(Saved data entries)
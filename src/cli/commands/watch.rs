//! Follow a running analysis task over the status stream.
//!
//! Prints a progress line whenever the snapshot advances and surfaces
//! connection loss/reconnect transitions. The stream is supervised: an
//! unexpected close while the task is still running triggers bounded
//! exponential-backoff reconnects before the failure becomes persistent.

use crate::cli::ui::Output;
use crate::config::Config;
use crate::stream::supervisor::{ReconnectPolicy, SupervisedStream};
use crate::types::{Result, TaskStatus};

pub async fn run(config: &Config, task_id: &str) -> Result<()> {
    let out = Output::new();

    let stream =
        SupervisedStream::open(&config.backend.ws_base(), task_id, ReconnectPolicy::default())
            .await?;
    out.info(&format!("Watching task {task_id}"));

    let mut snapshots = stream.watch_snapshot();
    let mut connected = stream.watch_connected();
    let mut last_status = TaskStatus::Pending;
    let mut last_files = 0usize;
    let mut last_completed = 0u64;

    loop {
        tokio::select! {
            changed = snapshots.changed() => {
                if changed.is_err() {
                    break;
                }
                let snapshot = snapshots.borrow_and_update().clone();

                if snapshot.status != last_status {
                    out.progress(&format!("status: {}", snapshot.status));
                    last_status = snapshot.status;
                }
                if snapshot.discovered_files.len() != last_files {
                    last_files = snapshot.discovered_files.len();
                    out.progress(&format!("discovered {last_files} files"));
                }
                if snapshot.completed_components_count != last_completed {
                    last_completed = snapshot.completed_components_count;
                    out.progress(&format!(
                        "documented {last_completed}/{} components",
                        snapshot.components.len()
                    ));
                }
                if snapshot.status.is_terminal() {
                    break;
                }
            }
            changed = connected.changed() => {
                if changed.is_err() {
                    break;
                }
                if *connected.borrow() {
                    out.success("Reconnected to status stream");
                } else {
                    out.warning("Status stream connection lost");
                }
            }
        }
    }

    let snapshot = stream.close().await;

    out.section("Task summary");
    out.key_value("task", &snapshot.task_id);
    out.key_value("status", &snapshot.status.to_string());
    out.key_value("files", &snapshot.discovered_files.len().to_string());
    out.key_value("components", &snapshot.components.len().to_string());
    if let Some(folder) = &snapshot.extracted_folder_name {
        out.key_value("folder", folder);
    }

    match snapshot.status {
        TaskStatus::Failed => {
            let reason = snapshot.error.as_deref().unwrap_or("no error reported");
            out.error(&format!("Task failed: {reason}"));
        }
        TaskStatus::Completed => {
            out.success("Task completed");
        }
        _ => {
            out.warning("Stream ended before the task reached a terminal state");
        }
    }

    Ok(())
}
//! Job Status Snapshot
//!
//! Locally held, incrementally updated picture of one backend analysis
//! task. The WebSocket stream delivers partial-state patches; a pure
//! reducer ([`JobStatusSnapshot::apply`]) merges each patch into the
//! snapshot, so the merge semantics are unit-testable with no network or
//! rendering dependency.
//!
//! ## Merge rule
//!
//! - Scalar fields present in a patch overwrite the snapshot's fields
//!   (last-write-wins, arrival order).
//! - `status` never regresses out of a terminal state.
//! - `discovered_files` is append-only.
//! - `completed_components_count` is monotonically non-decreasing.
//! - `components` is unioned key-by-key: a new id is appended in discovery
//!   order; a resent id has its stored fields overridden field-by-field,
//!   retaining fields the patch omits. Patches never remove components.

use serde::{Deserialize, Serialize};
use serde_json::Value;
use tracing::warn;

use super::component::CodeComponent;

/// Lifecycle state of a backend analysis task
#[derive(Debug, Clone, Copy, Serialize, Deserialize, PartialEq, Eq, Default)]
#[serde(rename_all = "lowercase")]
pub enum TaskStatus {
    #[default]
    Pending,
    Running,
    Completed,
    Failed,
}

impl TaskStatus {
    pub fn is_terminal(&self) -> bool {
        matches!(self, Self::Completed | Self::Failed)
    }
}

impl std::fmt::Display for TaskStatus {
    fn fmt(&self, f: &mut std::fmt::Formatter<'_>) -> std::fmt::Result {
        match self {
            Self::Pending => write!(f, "pending"),
            Self::Running => write!(f, "running"),
            Self::Completed => write!(f, "completed"),
            Self::Failed => write!(f, "failed"),
        }
    }
}

/// Mutable, process-local view of one active task.
///
/// Owned exclusively by the subscription that created it; observers see
/// published clones, never partial merges.
#[derive(Debug, Clone, Serialize, Deserialize)]
pub struct JobStatusSnapshot {
    pub task_id: String,
    pub status: TaskStatus,
    /// File paths discovered during extraction, in discovery order
    pub discovered_files: Vec<String>,
    /// Discovered components in discovery order; ids are unique
    pub components: Vec<CodeComponent>,
    pub completed_components_count: u64,
    pub extracted_folder_name: Option<String>,
    /// Backend-reported failure message, if the task failed
    pub error: Option<String>,
}

impl JobStatusSnapshot {
    pub fn new(task_id: impl Into<String>) -> Self {
        Self {
            task_id: task_id.into(),
            status: TaskStatus::Pending,
            discovered_files: Vec::new(),
            components: Vec::new(),
            completed_components_count: 0,
            extracted_folder_name: None,
            error: None,
        }
    }

    /// Look up a top-level component by id
    pub fn component(&self, id: &str) -> Option<&CodeComponent> {
        self.components.iter().find(|c| c.id == id)
    }

    /// Merge one patch into this snapshot. Pure with respect to I/O; every
    /// malformed sub-entry is logged and skipped without touching the rest
    /// of the snapshot.
    pub fn apply(&mut self, patch: StatusPatch) {
        if let Some(next) = patch.status {
            if self.status.is_terminal() && !next.is_terminal() {
                warn!(
                    task_id = %self.task_id,
                    from = %self.status,
                    to = %next,
                    "dropping status regression out of terminal state"
                );
            } else {
                self.status = next;
            }
        }

        if let Some(count) = patch.completed_components_count {
            self.completed_components_count = self.completed_components_count.max(count);
        }

        if let Some(files) = patch.discovered_files {
            for file in files {
                if !self.discovered_files.contains(&file) {
                    self.discovered_files.push(file);
                }
            }
        }

        if let Some(entries) = patch.components {
            for (id, value) in entries {
                self.merge_component(&id, value);
            }
        }

        if patch.extracted_folder_name.is_some() {
            self.extracted_folder_name = patch.extracted_folder_name;
        }
        if patch.error.is_some() {
            self.error = patch.error;
        }
    }

    fn merge_component(&mut self, id: &str, value: Value) {
        let Value::Object(mut fields) = value else {
            warn!(component = id, "component patch entry is not an object, skipping");
            return;
        };
        // The mapping key is canonical; an embedded id field never overrides it.
        fields.insert("id".to_string(), Value::String(id.to_string()));

        if let Some(existing) = self.components.iter_mut().find(|c| c.id == id) {
            let mut merged = match serde_json::to_value(&*existing) {
                Ok(Value::Object(map)) => map,
                _ => return,
            };
            for (key, val) in fields {
                merged.insert(key, val);
            }
            match serde_json::from_value::<CodeComponent>(Value::Object(merged)) {
                Ok(updated) => *existing = updated,
                Err(e) => warn!(component = id, "skipping unparsable component update: {e}"),
            }
        } else {
            match serde_json::from_value::<CodeComponent>(Value::Object(fields)) {
                Ok(component) => self.components.push(component),
                Err(e) => warn!(component = id, "skipping unparsable component: {e}"),
            }
        }
    }
}

/// One incremental update received over the streaming channel.
///
/// Every field is optional: a patch carries only what changed.
#[derive(Debug, Clone, Default, Deserialize)]
pub struct StatusPatch {
    pub status: Option<TaskStatus>,
    pub discovered_files: Option<Vec<String>>,
    /// Component id -> (partial) component object
    pub components: Option<serde_json::Map<String, Value>>,
    pub completed_components_count: Option<u64>,
    pub extracted_folder_name: Option<String>,
    pub error: Option<String>,
}

impl StatusPatch {
    /// Parse one raw text frame. A parse failure is the caller's signal to
    /// log and discard the frame; it must not close the stream or alter the
    /// snapshot.
    pub fn parse(raw: &str) -> crate::types::Result<Self> {
        Ok(serde_json::from_str(raw)?)
    }
}

// =============================================================================
// Tests
// =============================================================================

#[cfg(test)]
mod tests {
    use super::*;
    use proptest::prelude::*;
    use serde_json::json;

    fn component_value(start_line: u32) -> Value {
        json!({
            "component_type": "function",
            "relative_path": "pkg/mod.py",
            "start_line": start_line,
            "end_line": start_line + 5
        })
    }

    fn patch_with_component(id: &str, start_line: u32) -> StatusPatch {
        let mut components = serde_json::Map::new();
        components.insert(id.to_string(), component_value(start_line));
        StatusPatch {
            components: Some(components),
            ..Default::default()
        }
    }

    #[test]
    fn test_two_patch_scenario() {
        // Scenario lifted from the backend contract: a later patch that
        // omits `components` must not erase earlier entries.
        let mut snapshot = JobStatusSnapshot::new("abc123");

        let first = StatusPatch::parse(
            r#"{"status":"running","completed_components_count":2,
                "components":{"a.b":{"component_type":"function",
                "relative_path":"a.py","start_line":1,"end_line":4}}}"#,
        )
        .unwrap();
        snapshot.apply(first);

        let second =
            StatusPatch::parse(r#"{"status":"completed","completed_components_count":5}"#).unwrap();
        snapshot.apply(second);

        assert_eq!(snapshot.status, TaskStatus::Completed);
        assert_eq!(snapshot.completed_components_count, 5);
        assert!(snapshot.component("a.b").is_some());
    }

    #[test]
    fn test_malformed_frame_is_non_fatal() {
        let mut snapshot = JobStatusSnapshot::new("t1");
        snapshot.apply(patch_with_component("x.y", 3));
        let before = snapshot.clone();

        assert!(StatusPatch::parse("not json").is_err());

        // Nothing was applied, so nothing changed.
        assert_eq!(before.status, snapshot.status);
        assert_eq!(before.components.len(), snapshot.components.len());
        assert_eq!(
            before.completed_components_count,
            snapshot.completed_components_count
        );
    }

    #[test]
    fn test_component_field_level_merge() {
        let mut snapshot = JobStatusSnapshot::new("t1");
        let mut components = serde_json::Map::new();
        components.insert(
            "a.b".to_string(),
            json!({
                "component_type": "function",
                "relative_path": "a.py",
                "start_line": 1,
                "end_line": 9,
                "docstring": "original"
            }),
        );
        snapshot.apply(StatusPatch {
            components: Some(components),
            ..Default::default()
        });

        // Resend the id with only a new dependency_graph_url; the docstring
        // and line bounds must survive.
        let mut update = serde_json::Map::new();
        update.insert("a.b".to_string(), json!({"dependency_graph_url": "g/a_b.png"}));
        snapshot.apply(StatusPatch {
            components: Some(update),
            ..Default::default()
        });

        let c = snapshot.component("a.b").unwrap();
        assert_eq!(c.docstring.as_deref(), Some("original"));
        assert_eq!(c.end_line, 9);
        assert_eq!(c.dependency_graph_url.as_deref(), Some("g/a_b.png"));
    }

    #[test]
    fn test_terminal_status_never_regresses() {
        let mut snapshot = JobStatusSnapshot::new("t1");
        snapshot.apply(StatusPatch {
            status: Some(TaskStatus::Failed),
            ..Default::default()
        });
        snapshot.apply(StatusPatch {
            status: Some(TaskStatus::Running),
            ..Default::default()
        });
        assert_eq!(snapshot.status, TaskStatus::Failed);
    }

    #[test]
    fn test_completed_count_is_monotone() {
        let mut snapshot = JobStatusSnapshot::new("t1");
        snapshot.apply(StatusPatch {
            completed_components_count: Some(7),
            ..Default::default()
        });
        snapshot.apply(StatusPatch {
            completed_components_count: Some(3),
            ..Default::default()
        });
        assert_eq!(snapshot.completed_components_count, 7);
    }

    #[test]
    fn test_discovered_files_append_only() {
        let mut snapshot = JobStatusSnapshot::new("t1");
        snapshot.apply(StatusPatch {
            discovered_files: Some(vec!["a.py".into(), "b.py".into()]),
            ..Default::default()
        });
        snapshot.apply(StatusPatch {
            discovered_files: Some(vec!["b.py".into(), "c.py".into()]),
            ..Default::default()
        });
        assert_eq!(snapshot.discovered_files, vec!["a.py", "b.py", "c.py"]);
    }

    #[test]
    fn test_unparsable_component_is_skipped() {
        let mut snapshot = JobStatusSnapshot::new("t1");
        let mut components = serde_json::Map::new();
        components.insert("bad".to_string(), json!({"component_type": "function"}));
        components.insert("good".to_string(), component_value(1));
        snapshot.apply(StatusPatch {
            components: Some(components),
            ..Default::default()
        });
        assert!(snapshot.component("good").is_some());
        assert!(snapshot.component("bad").is_none());
    }

    proptest! {
        /// For any sequence of patches, the final components mapping equals
        /// the key-wise union of the patches, later values overriding
        /// earlier ones per key, insertion order = first appearance.
        #[test]
        fn prop_components_union(
            patches in prop::collection::vec(
                prop::collection::vec(("[a-e]", 1u32..100), 0..4),
                0..8,
            )
        ) {
            let mut snapshot = JobStatusSnapshot::new("prop");
            let mut expected: Vec<(String, u32)> = Vec::new();

            for patch_entries in &patches {
                let mut components = serde_json::Map::new();
                for (id, line) in patch_entries {
                    components.insert(id.clone(), component_value(*line));
                    match expected.iter_mut().find(|(eid, _)| eid == id) {
                        Some(entry) => entry.1 = *line,
                        None => expected.push((id.clone(), *line)),
                    }
                }
                snapshot.apply(StatusPatch {
                    components: Some(components),
                    ..Default::default()
                });
            }

            let actual: Vec<(String, u32)> = snapshot
                .components
                .iter()
                .map(|c| (c.id.clone(), c.start_line))
                .collect();
            prop_assert_eq!(actual, expected);
        }
    }
}
//! Configuration Types
//!
//! All configuration structures with sensible defaults.
//! Supports global (~/.config/docbridge/) and project (.docbridge/) level
//! configuration. The merged `Config` value is constructed once at startup
//! and passed by reference to every component that needs it; nothing reads
//! ambient environment state at call sites.

use serde::{Deserialize, Serialize};
use std::path::PathBuf;

/// Root configuration structure
#[derive(Debug, Clone, Serialize, Deserialize)]
#[serde(default)]
pub struct Config {
    /// Configuration version
    pub version: String,

    /// Backend endpoints and transport settings
    pub backend: BackendConfig,

    /// Documentation export settings
    pub export: ExportSettings,
}

impl Default for Config {
    fn default() -> Self {
        Self {
            version: "1.0".to_string(),
            backend: BackendConfig::default(),
            export: ExportSettings::default(),
        }
    }
}

impl Config {
    /// Validate configuration values. Returns `BridgeError::Config` on
    /// failure; a missing required value is fatal here rather than at some
    /// later call site.
    pub fn validate(&self) -> crate::types::Result<()> {
        if self.backend.api_base_url.trim().is_empty() {
            return Err(crate::types::BridgeError::Config(
                "backend.api_base_url is not set. Configure it in .docbridge/config.toml \
                 or via DOCBRIDGE_BACKEND__API_BASE_URL"
                    .to_string(),
            ));
        }

        if url::Url::parse(&self.backend.api_base_url).is_err() {
            return Err(crate::types::BridgeError::Config(format!(
                "backend.api_base_url is not a valid URL: {}",
                self.backend.api_base_url
            )));
        }

        if self.backend.timeout_secs == 0 {
            return Err(crate::types::BridgeError::Config(
                "backend.timeout_secs must be greater than 0".to_string(),
            ));
        }

        Ok(())
    }
}

// =============================================================================
// Backend Configuration
// =============================================================================

#[derive(Debug, Clone, Serialize, Deserialize)]
#[serde(default)]
pub struct BackendConfig {
    /// Base URL for REST calls (required)
    pub api_base_url: String,

    /// Base URL for the status stream; derived from `api_base_url`
    /// (http -> ws) when unset
    pub ws_base_url: Option<String>,

    /// Base URL under which rendered dependency-graph images are served;
    /// defaults to `api_base_url`
    pub graph_visual_base_url: Option<String>,

    /// Base URL for generated static artifacts (PDF/DOCX downloads);
    /// defaults to `api_base_url`
    pub static_base_url: Option<String>,

    /// Request timeout in seconds
    pub timeout_secs: u64,
}

impl Default for BackendConfig {
    fn default() -> Self {
        Self {
            api_base_url: String::new(),
            ws_base_url: None,
            graph_visual_base_url: None,
            static_base_url: None,
            timeout_secs: 60,
        }
    }
}

impl BackendConfig {
    /// Streaming endpoint base. Falls back to `api_base_url` with the
    /// scheme swapped (`http` -> `ws`, `https` -> `wss`).
    pub fn ws_base(&self) -> String {
        if let Some(ws) = &self.ws_base_url {
            return ws.trim_end_matches('/').to_string();
        }
        let api = self.api_base_url.trim_end_matches('/');
        if let Some(rest) = api.strip_prefix("https://") {
            format!("wss://{rest}")
        } else if let Some(rest) = api.strip_prefix("http://") {
            format!("ws://{rest}")
        } else {
            api.to_string()
        }
    }

    pub fn graph_visual_base(&self) -> &str {
        self.graph_visual_base_url
            .as_deref()
            .unwrap_or(&self.api_base_url)
    }

    pub fn static_base(&self) -> &str {
        self.static_base_url
            .as_deref()
            .unwrap_or(&self.api_base_url)
    }
}

// =============================================================================
// Export Settings
// =============================================================================

#[derive(Debug, Clone, Serialize, Deserialize)]
#[serde(default)]
pub struct ExportSettings {
    /// Default output path for the exported document
    pub output: PathBuf,

    /// Include the project overview section by default
    pub include_overview: bool,

    /// How component source is rendered in the export
    pub source_code_mode: SourceCodeMode,
}

impl Default for ExportSettings {
    fn default() -> Self {
        Self {
            output: PathBuf::from("documentation.html"),
            include_overview: true,
            source_code_mode: SourceCodeMode::Signature,
        }
    }
}

/// How much of a component's source the export embeds
#[derive(Debug, Clone, Copy, PartialEq, Eq, Serialize, Deserialize, Default)]
#[serde(rename_all = "lowercase")]
pub enum SourceCodeMode {
    /// Signature line only
    #[default]
    Signature,
    /// Full source body
    Full,
    /// Signature block followed by the full source
    Both,
}

impl std::fmt::Display for SourceCodeMode {
    fn fmt(&self, f: &mut std::fmt::Formatter<'_>) -> std::fmt::Result {
        match self {
            SourceCodeMode::Signature => write!(f, "signature"),
            SourceCodeMode::Full => write!(f, "full"),
            SourceCodeMode::Both => write!(f, "both"),
        }
    }
}

impl std::str::FromStr for SourceCodeMode {
    type Err = String;

    fn from_str(s: &str) -> Result<Self, Self::Err> {
        match s.to_lowercase().as_str() {
            "signature" => Ok(SourceCodeMode::Signature),
            "full" => Ok(SourceCodeMode::Full),
            "both" => Ok(SourceCodeMode::Both),
            _ => Err(format!(
                "Unknown source code mode: {}. Valid values: signature, full, both",
                s
            )),
        }
    }
}

/// Layout the backend uses for generated PDF/DOCX results
#[derive(Debug, Clone, Copy, PartialEq, Eq, Serialize, Deserialize, Default)]
#[serde(rename_all = "snake_case")]
pub enum GenerationMode {
    /// Structured document with tables for parameters, returns, etc.
    #[default]
    Table,
    /// Narrative, paragraph-based format
    NonTable,
}

impl std::fmt::Display for GenerationMode {
    fn fmt(&self, f: &mut std::fmt::Formatter<'_>) -> std::fmt::Result {
        match self {
            GenerationMode::Table => write!(f, "table"),
            GenerationMode::NonTable => write!(f, "non_table"),
        }
    }
}

impl std::str::FromStr for GenerationMode {
    type Err = String;

    fn from_str(s: &str) -> Result<Self, Self::Err> {
        match s.to_lowercase().as_str() {
            "table" => Ok(GenerationMode::Table),
            "non_table" | "non-table" => Ok(GenerationMode::NonTable),
            _ => Err(format!(
                "Unknown generation mode: {}. Valid values: table, non_table",
                s
            )),
        }
    }
}
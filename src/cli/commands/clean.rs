//! Clear backend-side working data through the data manager.

use crate::cli::ui::Output;
use crate::client::ApiClient;
use crate::client::wire::ClearTarget;
use crate::types::Result;

pub async fn run(client: &ApiClient, target: ClearTarget) -> Result<()> {
    let out = Output::new();
    client.clear_data(target).await?;
    out.success(&format!("Cleared {target}"));
    Ok(())
}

**Task to carry out**
Go through the entries and filter for lines holding the word "BackendConfig"; copy each match.

**Solution to the problem**
    pub backend: BackendConfig,
            backend: BackendConfig::default(),
pub struct BackendConfig {
impl Default for BackendConfig {
impl BackendConfig {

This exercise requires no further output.